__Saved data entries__
______________________________

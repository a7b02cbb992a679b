//! Raw football-data.org records and the normalized rows stored in Postgres.

use chrono::{DateTime, Utc};
use serde::Deserialize;
use std::fmt;

/// One of the three data categories synced from the API.
#[derive(Debug, Clone, Copy, PartialEq, Eq, Hash)]
pub enum Resource {
    Standings,
    Scorers,
    Fixtures,
}

impl Resource {
    /// Fixed run order.
    pub const ALL: [Resource; 3] = [Resource::Standings, Resource::Scorers, Resource::Fixtures];

    /// Path segment under `/competitions/{code}/`.
    pub fn endpoint(self) -> &'static str {
        match self {
            Resource::Standings => "standings",
            Resource::Scorers => "scorers",
            Resource::Fixtures => "matches",
        }
    }

    /// Destination table.
    pub fn table(self) -> &'static str {
        match self {
            Resource::Standings => "standings",
            Resource::Scorers => "scorers",
            Resource::Fixtures => "fixtures",
        }
    }
}

impl fmt::Display for Resource {
    fn fmt(&self, f: &mut fmt::Formatter<'_>) -> fmt::Result {
        f.write_str(self.table())
    }
}

#[derive(Debug, Deserialize, Clone)]
pub struct TeamRef {
    pub id: Option<i64>,
    pub name: String,
}

#[derive(Debug, Deserialize, Clone)]
pub struct PlayerRef {
    pub id: i64,
    pub name: String,
}

/// Entry of `standings[].table`
#[derive(Debug, Deserialize, Clone)]
#[serde(rename_all = "camelCase")]
pub struct ApiTableEntry {
    pub position: i32,
    pub team: TeamRef,
    pub played_games: i32,
    pub won: i32,
    pub draw: i32,
    pub lost: i32,
    pub points: i32,
    pub goals_for: i32,
    pub goals_against: i32,
    pub goal_difference: i32,
}

/// Entry of `scorers`
#[derive(Debug, Deserialize, Clone)]
pub struct ApiScorer {
    pub player: PlayerRef,
    pub team: TeamRef,
    pub goals: i32,
    #[serde(default)]
    pub assists: Option<i32>,
}

/// Entry of `matches`
#[derive(Debug, Deserialize, Clone)]
#[serde(rename_all = "camelCase")]
pub struct ApiMatch {
    pub id: i64,
    pub utc_date: DateTime<Utc>,
    pub status: String,
    pub home_team: TeamRef,
    pub away_team: TeamRef,
    pub score: ApiScore,
}

#[derive(Debug, Deserialize, Clone)]
#[serde(rename_all = "camelCase")]
pub struct ApiScore {
    pub full_time: ApiScoreLine,
}

#[derive(Debug, Deserialize, Clone, Default)]
pub struct ApiScoreLine {
    #[serde(default)]
    pub home: Option<i32>,
    #[serde(default)]
    pub away: Option<i32>,
}

/// Row of the `standings` table, keyed by `team_id`.
///
/// `last_update` is not carried here: the loader stamps it at execution time.
#[derive(Debug, Clone, PartialEq)]
pub struct StandingRow {
    pub team_id: i64,
    pub team_name: String,
    pub position: i32,
    pub played_games: i32,
    pub won: i32,
    pub draw: i32,
    pub lost: i32,
    pub points: i32,
    pub goals_for: i32,
    pub goals_against: i32,
    pub goal_difference: i32,
}

/// Row of the `scorers` table, keyed by `player_id`.
#[derive(Debug, Clone, PartialEq)]
pub struct ScorerRow {
    pub player_id: i64,
    pub player_name: String,
    pub team_name: String,
    pub goals: i32,
    pub assists: i32,
}

/// Row of the `fixtures` table, keyed by `match_id`.
#[derive(Debug, Clone, PartialEq)]
pub struct FixtureRow {
    pub match_id: i64,
    pub utc_date: DateTime<Utc>,
    pub home_team: String,
    pub away_team: String,
    pub status: String,
    pub home_score: Option<i32>,
    pub away_score: Option<i32>,
}

/// Same-kind rows bound for one table.
#[derive(Debug, Clone, PartialEq)]
pub enum RowBatch {
    Standings(Vec<StandingRow>),
    Scorers(Vec<ScorerRow>),
    Fixtures(Vec<FixtureRow>),
}

impl RowBatch {
    pub fn resource(&self) -> Resource {
        match self {
            RowBatch::Standings(_) => Resource::Standings,
            RowBatch::Scorers(_) => Resource::Scorers,
            RowBatch::Fixtures(_) => Resource::Fixtures,
        }
    }

    pub fn len(&self) -> usize {
        match self {
            RowBatch::Standings(rows) => rows.len(),
            RowBatch::Scorers(rows) => rows.len(),
            RowBatch::Fixtures(rows) => rows.len(),
        }
    }

    pub fn is_empty(&self) -> bool {
        self.len() == 0
    }
}
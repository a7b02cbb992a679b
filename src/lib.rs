//! EPL ETL Service
//!
//! Pulls Premier League standings, top scorers and fixtures from
//! football-data.org and upserts them into Postgres at fixed times of day.

pub mod config;
pub mod context;
pub mod error;
pub mod fetcher;
pub mod loader;
pub mod models;
pub mod pipeline;
pub mod scheduler;
pub mod transform;

#[cfg(test)]
mod testing;

pub use config::{Config, Profile};
pub use context::EtlContext;
pub use error::EtlError;
pub use fetcher::{Fetcher, FootballDataClient};
pub use loader::{Loader, PgLoader};
pub use models::*;
pub use pipeline::{Pipeline, RunError, RunReport, Stage};
pub use scheduler::{ScheduledJob, Scheduler, Trigger};
//! Test doubles for the fetch and load seams.

use chrono::{DateTime, TimeZone, Utc};
use reqwest::StatusCode;
use serde_json::{json, Value};
use std::collections::{BTreeMap, HashMap, HashSet};
use std::sync::Mutex;

use crate::error::EtlError;
use crate::fetcher::Fetcher;
use crate::loader::Loader;
use crate::models::{FixtureRow, Resource, RowBatch, ScorerRow, StandingRow};

pub fn sample_payload(resource: Resource) -> Value {
    match resource {
        Resource::Standings => json!({
            "competition": { "code": "PL" },
            "standings": [{
                "stage": "REGULAR_SEASON",
                "type": "TOTAL",
                "table": [
                    { "position": 1, "team": { "id": 57, "name": "Arsenal FC" }, "playedGames": 8,
                      "won": 6, "draw": 1, "lost": 1, "points": 19, "goalsFor": 15, "goalsAgainst": 3, "goalDifference": 12 },
                    { "position": 2, "team": { "id": 65, "name": "Manchester City FC" }, "playedGames": 8,
                      "won": 5, "draw": 1, "lost": 2, "points": 16, "goalsFor": 17, "goalsAgainst": 6, "goalDifference": 11 },
                    { "position": 3, "team": { "id": 64, "name": "Liverpool FC" }, "playedGames": 8,
                      "won": 5, "draw": 0, "lost": 3, "points": 15, "goalsFor": 14, "goalsAgainst": 12, "goalDifference": 2 }
                ]
            }]
        }),
        Resource::Scorers => json!({
            "count": 2,
            "scorers": [
                { "player": { "id": 38101, "name": "Erling Haaland" }, "team": { "id": 65, "name": "Manchester City FC" },
                  "goals": 11, "assists": 1 },
                { "player": { "id": 7802, "name": "Danny Welbeck" }, "team": { "id": 397, "name": "Brighton & Hove Albion FC" },
                  "goals": 5 }
            ]
        }),
        Resource::Fixtures => json!({
            "matches": [
                { "id": 537785, "utcDate": "2026-08-15T19:00:00Z", "status": "FINISHED",
                  "homeTeam": { "id": 64, "name": "Liverpool FC" }, "awayTeam": { "id": 1044, "name": "AFC Bournemouth" },
                  "score": { "winner": "HOME_TEAM", "fullTime": { "home": 4, "away": 2 } } },
                { "id": 538100, "utcDate": "2026-12-26T15:00:00Z", "status": "TIMED",
                  "homeTeam": { "id": 57, "name": "Arsenal FC" }, "awayTeam": { "id": 61, "name": "Chelsea FC" },
                  "score": { "winner": null, "fullTime": { "home": null, "away": null } } }
            ]
        }),
    }
}

/// Serves canned payloads; selected resources fail with a 503.
pub struct ScriptedFetcher {
    payloads: HashMap<Resource, Value>,
    failures: Mutex<HashSet<Resource>>,
    calls: Mutex<Vec<Resource>>,
}

impl ScriptedFetcher {
    pub fn all_ok() -> Self {
        Self {
            payloads: Resource::ALL.iter().map(|&r| (r, sample_payload(r))).collect(),
            failures: Mutex::new(HashSet::new()),
            calls: Mutex::new(Vec::new()),
        }
    }

    pub fn failing(self, resource: Resource) -> Self {
        self.failures.lock().unwrap().insert(resource);
        self
    }

    pub fn with_payload(mut self, resource: Resource, payload: Value) -> Self {
        self.payloads.insert(resource, payload);
        self
    }

    pub fn clear_failures(&self) {
        self.failures.lock().unwrap().clear();
    }

    pub fn calls(&self) -> Vec<Resource> {
        self.calls.lock().unwrap().clone()
    }
}

impl Fetcher for ScriptedFetcher {
    async fn fetch(&self, resource: Resource) -> Result<Value, EtlError> {
        self.calls.lock().unwrap().push(resource);
        if self.failures.lock().unwrap().contains(&resource) {
            return Err(EtlError::Status {
                resource,
                status: StatusCode::SERVICE_UNAVAILABLE,
                body: "upstream unavailable".to_string(),
            });
        }
        Ok(self.payloads[&resource].clone())
    }
}

#[derive(Debug, Clone, PartialEq)]
pub struct Stored<T> {
    pub row: T,
    pub last_update: DateTime<Utc>,
}

#[derive(Default, Clone)]
struct Tables {
    standings: BTreeMap<i64, Stored<StandingRow>>,
    scorers: BTreeMap<i64, Stored<ScorerRow>>,
    fixtures: BTreeMap<i64, Stored<FixtureRow>>,
}

/// In-memory tables with the same overwrite-on-conflict and
/// all-or-nothing batch semantics as `PgLoader`.
#[derive(Default)]
pub struct MemoryLoader {
    tables: Mutex<Tables>,
    fail_on: Option<Resource>,
    order: Mutex<Vec<Resource>>,
}

impl MemoryLoader {
    /// Loads into `resource` fail after the first row has been written.
    pub fn failing_on(mut self, resource: Resource) -> Self {
        self.fail_on = Some(resource);
        self
    }

    pub fn row_count(&self, resource: Resource) -> usize {
        let tables = self.tables.lock().unwrap();
        match resource {
            Resource::Standings => tables.standings.len(),
            Resource::Scorers => tables.scorers.len(),
            Resource::Fixtures => tables.fixtures.len(),
        }
    }

    /// Tables committed to, in order.
    pub fn load_order(&self) -> Vec<Resource> {
        self.order.lock().unwrap().clone()
    }

    pub fn standing(&self, team_id: i64) -> Option<Stored<StandingRow>> {
        self.tables.lock().unwrap().standings.get(&team_id).cloned()
    }

    pub fn standings_snapshot(&self) -> Vec<Stored<StandingRow>> {
        self.tables.lock().unwrap().standings.values().cloned().collect()
    }

    pub fn fixtures_snapshot(&self) -> Vec<Stored<FixtureRow>> {
        self.tables.lock().unwrap().fixtures.values().cloned().collect()
    }

    pub fn seed_fixture(&self, match_id: i64, status: &str) -> Stored<FixtureRow> {
        let stored = Stored {
            row: FixtureRow {
                match_id,
                utc_date: Utc.with_ymd_and_hms(2026, 5, 24, 15, 0, 0).unwrap(),
                home_team: "Old Home FC".to_string(),
                away_team: "Old Away FC".to_string(),
                status: status.to_string(),
                home_score: None,
                away_score: None,
            },
            last_update: Utc.with_ymd_and_hms(2026, 5, 1, 8, 0, 0).unwrap(),
        };
        self.tables
            .lock()
            .unwrap()
            .fixtures
            .insert(match_id, stored.clone());
        stored
    }
}

fn upsert<T: Clone>(
    table: &mut BTreeMap<i64, Stored<T>>,
    rows: &[T],
    key: fn(&T) -> i64,
    loaded_at: DateTime<Utc>,
    fail_after_first: bool,
) -> Result<(), sqlx::Error> {
    for (i, row) in rows.iter().enumerate() {
        if fail_after_first && i == 1 {
            return Err(sqlx::Error::Protocol("simulated constraint violation".to_string()));
        }
        table.insert(
            key(row),
            Stored {
                row: row.clone(),
                last_update: loaded_at,
            },
        );
    }
    if fail_after_first && rows.len() <= 1 {
        return Err(sqlx::Error::Protocol("simulated constraint violation".to_string()));
    }
    Ok(())
}

impl Loader for MemoryLoader {
    async fn load(&self, batch: &RowBatch) -> Result<u64, EtlError> {
        let resource = batch.resource();
        let fail = self.fail_on == Some(resource);
        let loaded_at = Utc::now();

        let mut tables = self.tables.lock().unwrap();
        let mut staged = tables.clone();
        let result = match batch {
            RowBatch::Standings(rows) => upsert(&mut staged.standings, rows, |r: &StandingRow| r.team_id, loaded_at, fail),
            RowBatch::Scorers(rows) => upsert(&mut staged.scorers, rows, |r: &ScorerRow| r.player_id, loaded_at, fail),
            RowBatch::Fixtures(rows) => upsert(&mut staged.fixtures, rows, |r: &FixtureRow| r.match_id, loaded_at, fail),
        };
        result.map_err(|e| EtlError::storage(resource, e))?;

        *tables = staged;
        self.order.lock().unwrap().push(resource);
        Ok(batch.len() as u64)
    }
}

#[cfg(test)]
mod tests {
    use super::*;
    use crate::transform::{records, transform_batch};

    fn standings_batch() -> RowBatch {
        let payload = sample_payload(Resource::Standings);
        transform_batch(Resource::Standings, records(Resource::Standings, &payload).unwrap()).unwrap()
    }

    #[tokio::test]
    async fn loading_same_row_twice_keeps_one_row_with_latest_values() {
        let loader = MemoryLoader::default();
        let mut batch = standings_batch();

        loader.load(&batch).await.unwrap();
        let first = loader.standing(57).unwrap();

        if let RowBatch::Standings(rows) = &mut batch {
            rows[0].points = 22;
            rows[0].played_games = 9;
        }
        tokio::time::sleep(std::time::Duration::from_millis(5)).await;
        loader.load(&batch).await.unwrap();

        let second = loader.standing(57).unwrap();
        assert_eq!(loader.row_count(Resource::Standings), 3);
        assert_eq!(second.row.points, 22);
        assert_eq!(second.row.played_games, 9);
        assert!(second.last_update > first.last_update);
    }

    #[tokio::test]
    async fn batch_rows_are_stamped_within_the_call() {
        let loader = MemoryLoader::default();
        let batch = standings_batch();

        let before = Utc::now();
        let count = loader.load(&batch).await.unwrap();
        let after = Utc::now();

        assert_eq!(count, 3);
        let stored = loader.standings_snapshot();
        assert_eq!(stored.len(), 3);
        assert!(stored
            .iter()
            .all(|s| s.last_update >= before && s.last_update <= after));
    }

    #[tokio::test]
    async fn failed_batch_commits_nothing() {
        let loader = MemoryLoader::default().failing_on(Resource::Standings);

        let err = loader.load(&standings_batch()).await.unwrap_err();

        assert!(matches!(err, EtlError::Storage { table: "standings", .. }));
        assert_eq!(loader.row_count(Resource::Standings), 0);
        assert!(loader.load_order().is_empty());
    }
}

______________________________

Out of the entries, pull every line that mentions "impl".

__Completed exercise__
impl Resource {
impl fmt::Display for Resource {
impl RowBatch {
impl ScriptedFetcher {
impl Fetcher for ScriptedFetcher {
impl MemoryLoader {
impl Loader for MemoryLoader {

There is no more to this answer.